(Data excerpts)
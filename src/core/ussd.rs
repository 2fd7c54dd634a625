//! Stateless USSD menu for feature phones.
//!
//! The gateway posts the whole input history on every step (`text` is the
//! `*`-joined list of answers), so each reply is computed from scratch.

use serde::Deserialize;

use super::identity::{is_valid_patient_id, normalize_patient_id, USSD_SERVICE};
use crate::db::{Store, StoreResult};
use crate::models::{ConsultationFilter, Patient};

/// Longest message a USSD screen can carry.
pub const MAX_REPLY_CHARS: usize = 182;
const HISTORY_LIMIT: i64 = 3;
const NOT_RECOGNISED: &str = "Patient ID not recognised for this phone number";

#[derive(Debug, Clone, Deserialize)]
#[serde(rename_all = "camelCase")]
pub struct UssdRequest {
    #[serde(default)]
    pub session_id: String,
    pub service_code: String,
    #[serde(default)]
    pub phone_number: String,
    #[serde(default)]
    pub text: String,
}

#[derive(Debug, Clone, PartialEq, Eq)]
pub enum UssdReply {
    Continue(String),
    End(String),
}

impl UssdReply {
    pub fn render(&self) -> String {
        let (prefix, body) = match self {
            UssdReply::Continue(body) => ("CON ", body),
            UssdReply::End(body) => ("END ", body),
        };
        let mut out = String::with_capacity(MAX_REPLY_CHARS);
        out.push_str(prefix);
        out.extend(body.chars().take(MAX_REPLY_CHARS - prefix.len()));
        out
    }
}

/// Patient ID embedded in `*789*<id>#`, if any.
fn patient_from_service_code(service_code: &str) -> Option<&str> {
    let inner = service_code.trim().strip_prefix('*')?.strip_suffix('#')?;
    let (service, rest) = inner.split_once('*')?;
    (service == USSD_SERVICE && !rest.is_empty()).then_some(rest)
}

/// Digits only, so `+229 97 11 11 11` and `+22997111111` compare equal.
fn phone_digits(phone: &str) -> String {
    phone.chars().filter(char::is_ascii_digit).collect()
}

fn same_phone(registered: &str, caller: &str) -> bool {
    let caller = phone_digits(caller);
    !caller.is_empty() && phone_digits(registered) == caller
}

fn inputs(text: &str) -> Vec<&str> {
    if text.trim().is_empty() {
        Vec::new()
    } else {
        text.split('*').map(str::trim).collect()
    }
}

fn main_menu(patient: &Patient) -> UssdReply {
    UssdReply::Continue(format!(
        "Hedera Health ID\n{}\n1. Recent consultations\n2. Active prescriptions\n3. Emergency card\n0. Quit",
        patient.full_name()
    ))
}

fn emergency_card(patient: &Patient) -> UssdReply {
    let list = |items: &[String]| {
        if items.is_empty() {
            "none".to_string()
        } else {
            items.join(", ")
        }
    };
    UssdReply::End(format!(
        "{} ({})\nBlood: {}\nAllergies: {}\nConditions: {}\nContact: {}",
        patient.full_name(),
        patient.patient_id,
        patient.blood_group.as_deref().unwrap_or("unknown"),
        list(&patient.allergies),
        list(&patient.chronic_conditions),
        patient.emergency_contact.as_deref().unwrap_or("none"),
    ))
}

pub async fn respond(store: &dyn Store, request: &UssdRequest) -> StoreResult<UssdReply> {
    let mut answers = inputs(&request.text);

    let patient_id = match patient_from_service_code(&request.service_code) {
        Some(id) => normalize_patient_id(id),
        None if answers.is_empty() => {
            return Ok(UssdReply::Continue("Hedera Health ID\nEnter your patient ID:".into()));
        }
        None => normalize_patient_id(&answers.remove(0)),
    };

    if !is_valid_patient_id(&patient_id) {
        return Ok(UssdReply::End(format!("Invalid patient ID {}", patient_id)));
    }
    // Unknown IDs and foreign handsets get the same answer.
    let patient = match store.find_patient(&patient_id).await? {
        Some(p) if p.is_active && same_phone(&p.phone, &request.phone_number) => p,
        _ => return Ok(UssdReply::End(NOT_RECOGNISED.into())),
    };

    let Some(choice) = answers.first() else {
        return Ok(main_menu(&patient));
    };

    let reply = match *choice {
        "1" => {
            let history = store
                .list_consultations(ConsultationFilter {
                    patient_id: Some(patient.id),
                    limit: Some(HISTORY_LIMIT),
                    ..Default::default()
                })
                .await?;
            if history.is_empty() {
                UssdReply::End("No consultations recorded".into())
            } else {
                let lines: Vec<String> = history
                    .iter()
                    .map(|v| {
                        format!(
                            "{} {} - {}",
                            v.consultation.consulted_at.format("%d/%m/%Y"),
                            v.hospital.code,
                            v.consultation.diagnosis.as_deref().unwrap_or(&v.consultation.kind)
                        )
                    })
                    .collect();
                UssdReply::End(lines.join("\n"))
            }
        }
        "2" => {
            let history = store
                .list_consultations(ConsultationFilter {
                    patient_id: Some(patient.id),
                    ..Default::default()
                })
                .await?;
            let active: Vec<String> = history
                .iter()
                .filter(|v| v.consultation.has_active_prescription())
                .take(HISTORY_LIMIT as usize)
                .filter_map(|v| v.consultation.prescription.clone())
                .collect();
            if active.is_empty() {
                UssdReply::End("No active prescriptions".into())
            } else {
                UssdReply::End(active.join("\n"))
            }
        }
        "3" => emergency_card(&patient),
        "0" => UssdReply::End("Thank you for using Hedera Health ID".into()),
        _ => UssdReply::End("Invalid option".into()),
    };
    Ok(reply)
}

Work required. Output the entries exactly.

Exercise result.
filename src/core/ussd.rs
repository 2fd7c54dd634a625
//! Stateless USSD menu for feature phones.
//!
//! The gateway posts the whole input history on every step (`text` is the
//! `*`-joined list of answers), so each reply is computed from scratch.

use serde::Deserialize;

use super::identity::{is_valid_patient_id, normalize_patient_id, USSD_SERVICE};
use crate::db::{Store, StoreResult};
use crate::models::{ConsultationFilter, Patient};

/// Longest message a USSD screen can carry.
pub const MAX_REPLY_CHARS: usize = 182;
const HISTORY_LIMIT: i64 = 3;
const NOT_RECOGNISED: &str = "Patient ID not recognised for this phone number";

#[derive(Debug, Clone, Deserialize)]
#[serde(rename_all = "camelCase")]
pub struct UssdRequest {
    #[serde(default)]
    pub session_id: String,
    pub service_code: String,
    #[serde(default)]
    pub phone_number: String,
    #[serde(default)]
    pub text: String,
}

#[derive(Debug, Clone, PartialEq, Eq)]
pub enum UssdReply {
    Continue(String),
    End(String),
}

impl UssdReply {
    pub fn render(&self) -> String {
        let (prefix, body) = match self {
            UssdReply::Continue(body) => ("CON ", body),
            UssdReply::End(body) => ("END ", body),
        };
        let mut out = String::with_capacity(MAX_REPLY_CHARS);
        out.push_str(prefix);
        out.extend(body.chars().take(MAX_REPLY_CHARS - prefix.len()));
        out
    }
}

/// Patient ID embedded in `*789*<id>#`, if any.
fn patient_from_service_code(service_code: &str) -> Option<&str> {
    let inner = service_code.trim().strip_prefix('*')?.strip_suffix('#')?;
    let (service, rest) = inner.split_once('*')?;
    (service == USSD_SERVICE && !rest.is_empty()).then_some(rest)
}

/// Digits only, so `+229 97 11 11 11` and `+22997111111` compare equal.
fn phone_digits(phone: &str) -> String {
    phone.chars().filter(char::is_ascii_digit).collect()
}

fn same_phone(registered: &str, caller: &str) -> bool {
    let caller = phone_digits(caller);
    !caller.is_empty() && phone_digits(registered) == caller
}

fn inputs(text: &str) -> Vec<&str> {
    if text.trim().is_empty() {
        Vec::new()
    } else {
        text.split('*').map(str::trim).collect()
    }
}

fn main_menu(patient: &Patient) -> UssdReply {
    UssdReply::Continue(format!(
        "Hedera Health ID\n{}\n1. Recent consultations\n2. Active prescriptions\n3. Emergency card\n0. Quit",
        patient.full_name()
    ))
}

fn emergency_card(patient: &Patient) -> UssdReply {
    let list = |items: &[String]| {
        if items.is_empty() {
            "none".to_string()
        } else {
            items.join(", ")
        }
    };
    UssdReply::End(format!(
        "{} ({})\nBlood: {}\nAllergies: {}\nConditions: {}\nContact: {}",
        patient.full_name(),
        patient.patient_id,
        patient.blood_group.as_deref().unwrap_or("unknown"),
        list(&patient.allergies),
        list(&patient.chronic_conditions),
        patient.emergency_contact.as_deref().unwrap_or("none"),
    ))
}

pub async fn respond(store: &dyn Store, request: &UssdRequest) -> StoreResult<UssdReply> {
    let mut answers = inputs(&request.text);

    let patient_id = match patient_from_service_code(&request.service_code) {
        Some(id) => normalize_patient_id(id),
        None if answers.is_empty() => {
            return Ok(UssdReply::Continue("Hedera Health ID\nEnter your patient ID:".into()));
        }
        None => normalize_patient_id(&answers.remove(0)),
    };

    if !is_valid_patient_id(&patient_id) {
        return Ok(UssdReply::End(format!("Invalid patient ID {}", patient_id)));
    }
    // Unknown IDs and foreign handsets get the same answer.
    let patient = match store.find_patient(&patient_id).await? {
        Some(p) if p.is_active && same_phone(&p.phone, &request.phone_number) => p,
        _ => return Ok(UssdReply::End(NOT_RECOGNISED.into())),
    };

    let Some(choice) = answers.first() else {
        return Ok(main_menu(&patient));
    };

    let reply = match *choice {
        "1" => {
            let history = store
                .list_consultations(ConsultationFilter {
                    patient_id: Some(patient.id),
                    limit: Some(HISTORY_LIMIT),
                    ..Default::default()
                })
                .await?;
            if history.is_empty() {
                UssdReply::End("No consultations recorded".into())
            } else {
                let lines: Vec<String> = history
                    .iter()
                    .map(|v| {
                        format!(
                            "{} {} - {}",
                            v.consultation.consulted_at.format("%d/%m/%Y"),
                            v.hospital.code,
                            v.consultation.diagnosis.as_deref().unwrap_or(&v.consultation.kind)
                        )
                    })
                    .collect();
                UssdReply::End(lines.join("\n"))
            }
        }
        "2" => {
            let history = store
                .list_consultations(ConsultationFilter {
                    patient_id: Some(patient.id),
                    ..Default::default()
                })
                .await?;
            let active: Vec<String> = history
                .iter()
                .filter(|v| v.consultation.has_active_prescription())
                .take(HISTORY_LIMIT as usize)
                .filter_map(|v| v.consultation.prescription.clone())
                .collect();
            if active.is_empty() {
                UssdReply::End("No active prescriptions".into())
            } else {
                UssdReply::End(active.join("\n"))
            }
        }
        "3" => emergency_card(&patient),
        "0" => UssdReply::End("Thank you for using Hedera Health ID".into()),
        _ => UssdReply::End("Invalid option".into()),
    };
    Ok(reply)
}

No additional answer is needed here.